Composting Toilets Are Replacing the Plastic Portapotties

©. Natural event

One of the worst things about most big public events is the toilet – the plastic johnny-on-the-spot full of a chemical soup that is usually disgusting in very short order. It is a huge problem at multi-day events like the huge Glastonbury festival in the UK, where the happy participants go from fetid mud to fetid toilet.

This year, most of those have been replaced with composting sawdust toilets, designed by Australian company Natural Event. Their site is full of the usual potty humour (their slogan is "Changing the world from the bottom up") but there is a lot that is clever about them:

They are flatpack, so you can get a lot more of them on a truck (150 compared to 26 portaloos).
- They are chemical free; just use it and then add a cup of sawdust to cover it up.
- They are urine separating, which keeps it dry and stops the smell.

As Natural Events explains in their FAQ:

Are there really no smells?
Yes! If users remember to tip in the sawdust after use. They are well-ventilated to maintain a flow of fresh air (unlike chemical loos which are almost sealed). Their solid-liquid separation system immediately diverts away the urine to a separate chamber for independent treatment. It is the presence of liquids that creates the bad odour of normal ‘wet’ toilets. The continual addition of sawdust by users provides a bio-filter; a physical barrier that also absorbs smells because it contains carbon (the same element used in cooker filters and trainer insoles to absorb odour).

© Natural event

We have shown sawdust toilets before; they are common in tiny houses. But the urine separation is a great improvement. The environmental benefits are many:

  • No potable water used for flushing.
  • No transport impacts of tanker trucking water for flushing. Drastically reduced transport impacts for sewage (you are not moving water used for flushing).
  • No chemicals used – no bleaches or formaldehyde.
  • Only environmentally sound cleaning products used.
  • Final product is life-giving compost.
row of loos

© Natural Event

Jane Hardy, the sanitation manager for Glastonbury, tells the Guardian that they are a hit.

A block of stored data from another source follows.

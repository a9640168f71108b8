use sqlcoach_core::{
    NewProblem, TableSchema, ValidationVerdict, infer_theme, results_equal, validate_sql,
};
use sqlcoach_db::{PracticeCatalog, ProblemStore, QueryExecutor};
use sqlcoach_llm::{AnswerSubmission, Tutor};

use crate::error::{JudgeError, JudgeResult};
use crate::options::JudgeOptions;
use crate::outcome::{AnswerCheck, CreatedTables, GeneratedProblem, Grade, TableOverview};

const REJECTED_HINT: &str = "Only SELECT statements can be run. Check your SQL syntax.";
const EXECUTION_HINT: &str =
    "Check your SQL syntax. Make sure the table and column names are spelled correctly.";
const MISMATCH_HINT: &str = "Compare the two results and look for where they differ.";
const DEFAULT_FEEDBACK: &str = "graded";
const DEFAULT_DESCRIPTION: &str = "Practice tables created.";

/// Runs the practice workflows against a database and a tutor.
pub struct Judge<D, T> {
    db: D,
    tutor: T,
    options: JudgeOptions,
}

impl<D, T> Judge<D, T>
where
    D: QueryExecutor + PracticeCatalog + ProblemStore,
    T: Tutor,
{
    pub fn new(db: D, tutor: T) -> Self {
        Self::with_options(db, tutor, JudgeOptions::default())
    }

    pub fn with_options(db: D, tutor: T, options: JudgeOptions) -> Self {
        Self { db, tutor, options }
    }

    pub fn db(&self) -> &D {
        &self.db
    }

    pub fn tutor(&self) -> &T {
        &self.tutor
    }

    /// Grade `user_sql` against a stored problem.
    ///
    /// Guard rejections and execution failures are outcomes, not errors: they
    /// are the learner's mistakes. A missing problem or a tutor failure is an
    /// error.
    pub async fn check_answer(&self, problem_id: i64, user_sql: &str) -> JudgeResult<AnswerCheck> {
        if let ValidationVerdict::Invalid { code, message } = validate_sql(user_sql) {
            tracing::info!(event = "answer_rejected", problem_id, code = code.as_str());
            return Ok(AnswerCheck::Rejected {
                error_code: code,
                error_message: message,
                hint: REJECTED_HINT.to_string(),
            });
        }

        let problem = self
            .db
            .get_problem(problem_id)
            .await?
            .ok_or(JudgeError::ProblemNotFound(problem_id))?;

        let user_result = match self
            .db
            .execute_select(user_sql, self.options.answer_timeout)
            .await
        {
            Ok(rows) => rows,
            Err(err) => {
                tracing::info!(
                    event = "answer_execution_failed",
                    problem_id,
                    code = err.code(),
                    error = %err
                );
                return Ok(AnswerCheck::ExecutionFailed {
                    error_code: err.code(),
                    error_message: err.to_string(),
                    hint: EXECUTION_HINT.to_string(),
                });
            }
        };

        let is_correct = results_equal(&user_result, &problem.expected_result);

        let review = self
            .tutor
            .review_answer(AnswerSubmission {
                user_sql,
                user_result: &user_result,
                expected_result: &problem.expected_result,
                table_schemas: &problem.table_schemas,
            })
            .await?;
        if review.is_correct != is_correct {
            tracing::debug!(
                event = "tutor_verdict_overridden",
                problem_id,
                tutor = review.is_correct,
                comparator = is_correct
            );
        }

        let message = if review.feedback.trim().is_empty() {
            DEFAULT_FEEDBACK.to_string()
        } else {
            review.feedback
        };
        let score = review
            .score
            .unwrap_or(if is_correct { 100 } else { 0 })
            .min(100);

        let grade = if is_correct {
            Grade {
                is_correct,
                message,
                score,
                user_result: None,
                expected_result: None,
                hint: None,
                improvement_suggestions: Vec::new(),
            }
        } else {
            Grade {
                is_correct,
                message,
                score,
                user_result: Some(user_result),
                expected_result: Some(problem.expected_result),
                hint: Some(review.hint.unwrap_or_else(|| MISMATCH_HINT.to_string())),
                improvement_suggestions: review.improvement_suggestions,
            }
        };

        tracing::info!(event = "answer_graded", problem_id, is_correct, score);
        Ok(AnswerCheck::Graded(grade))
    }

    /// Ask the tutor for a problem over the current tables, run its reference
    /// query and store the problem with the real result.
    pub async fn generate_problem(&self, prompt: Option<&str>) -> JudgeResult<GeneratedProblem> {
        self.check_prompt(prompt)?;

        let schemas = self.db.table_schemas().await?;
        if schemas.is_empty() {
            return Err(JudgeError::NoTables);
        }

        let draft = self.tutor.generate_problem(&schemas, prompt).await?;
        let correct_sql = draft.correct_sql.trim().to_string();

        if let ValidationVerdict::Invalid { message, .. } = validate_sql(&correct_sql) {
            tracing::warn!(event = "generated_sql_rejected", reason = %message);
            return Err(JudgeError::ProblemGeneration(format!(
                "reference SQL was rejected ({message}): {}",
                preview(&correct_sql)
            )));
        }

        let expected_result = self
            .db
            .execute_select(&correct_sql, self.options.generation_timeout)
            .await
            .map_err(|err| {
                tracing::warn!(event = "generated_sql_failed", code = err.code(), error = %err);
                JudgeError::ProblemGeneration(format!(
                    "reference SQL could not be executed ({err}): {}",
                    preview(&correct_sql)
                ))
            })?;

        let row_count = expected_result.len();
        if !self.options.expected_rows.contains(&row_count) {
            tracing::warn!(
                event = "generated_row_count_out_of_range",
                row_count,
                min = *self.options.expected_rows.start(),
                max = *self.options.expected_rows.end()
            );
        }

        let column_names: Vec<String> = expected_result
            .first()
            .map(|row| row.columns().map(str::to_string).collect())
            .unwrap_or_default();

        let problem = NewProblem {
            theme: theme_of(&schemas).to_string(),
            difficulty: draft.difficulty,
            correct_sql,
            expected_result,
            table_schemas: schemas,
            hint: draft.hint,
        };
        let problem_id = self.db.save_problem(&problem).await?;

        tracing::info!(
            event = "problem_generated",
            problem_id,
            row_count,
            difficulty = problem.difficulty.as_str()
        );
        Ok(GeneratedProblem {
            problem_id,
            row_count,
            column_names,
            difficulty: problem.difficulty,
            theme: problem.theme,
            result: problem.expected_result,
        })
    }

    /// Replace the practice tables with a fresh set designed by the tutor.
    pub async fn create_tables(&self, prompt: Option<&str>) -> JudgeResult<CreatedTables> {
        self.check_prompt(prompt)?;

        let dropped_tables = self.db.drop_all_user_tables().await?;
        self.db.initialize_system_schema().await?;

        let blueprint = self.tutor.generate_tables(prompt).await?;
        if blueprint.sql_statements.iter().all(|sql| sql.trim().is_empty()) {
            return Err(JudgeError::TableCreation(
                "the tutor returned no SQL statements".to_string(),
            ));
        }

        let statements_executed = self.db.execute_statements(&blueprint.sql_statements).await?;
        let table_count = blueprint.create_table_count();

        tracing::info!(
            event = "tables_created",
            theme = %blueprint.theme,
            table_count,
            statements_executed
        );
        Ok(CreatedTables {
            description: blueprint
                .description
                .filter(|text| !text.trim().is_empty())
                .unwrap_or_else(|| DEFAULT_DESCRIPTION.to_string()),
            theme: blueprint.theme,
            table_count,
            statements_executed,
            dropped_tables,
        })
    }

    /// Describe the current practice tables.
    pub async fn table_overview(&self) -> JudgeResult<TableOverview> {
        let schemas = self.db.table_schemas().await?;
        if schemas.is_empty() {
            return Err(JudgeError::NoTables);
        }

        let table_names: Vec<String> = schemas.iter().map(|t| t.table_name.clone()).collect();
        let theme = theme_of(&schemas).to_string();
        tracing::info!(event = "table_overview", table_count = schemas.len(), theme = %theme);
        Ok(TableOverview {
            table_count: schemas.len(),
            theme,
            table_names,
            schemas,
        })
    }

    fn check_prompt(&self, prompt: Option<&str>) -> JudgeResult<()> {
        let max = self.options.max_prompt_chars;
        match prompt {
            Some(text) if text.chars().count() > max => Err(JudgeError::PromptTooLong { max }),
            _ => Ok(()),
        }
    }
}

fn theme_of(schemas: &[TableSchema]) -> &'static str {
    let names: Vec<&str> = schemas.iter().map(|t| t.table_name.as_str()).collect();
    infer_theme(&names)
}

fn preview(sql: &str) -> String {
    const LIMIT: usize = 100;
    if sql.chars().count() <= LIMIT {
        return sql.to_string();
    }
    let head: String = sql.chars().take(LIMIT).collect();
    format!("{head}...")
}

The old plastic Tardis style is gone. Toilets have always been a massive talking point, and no one ever talks about toilets in everyone’s day-to-day life, but as soon as they get to a festival that’s all they want to talk about....People comment on the change, how they don’t smell, how they don’t have that horrible toilet experience which is so connected to not just Glastonbury but most outdoor events.

I do hope that these come to North America soon.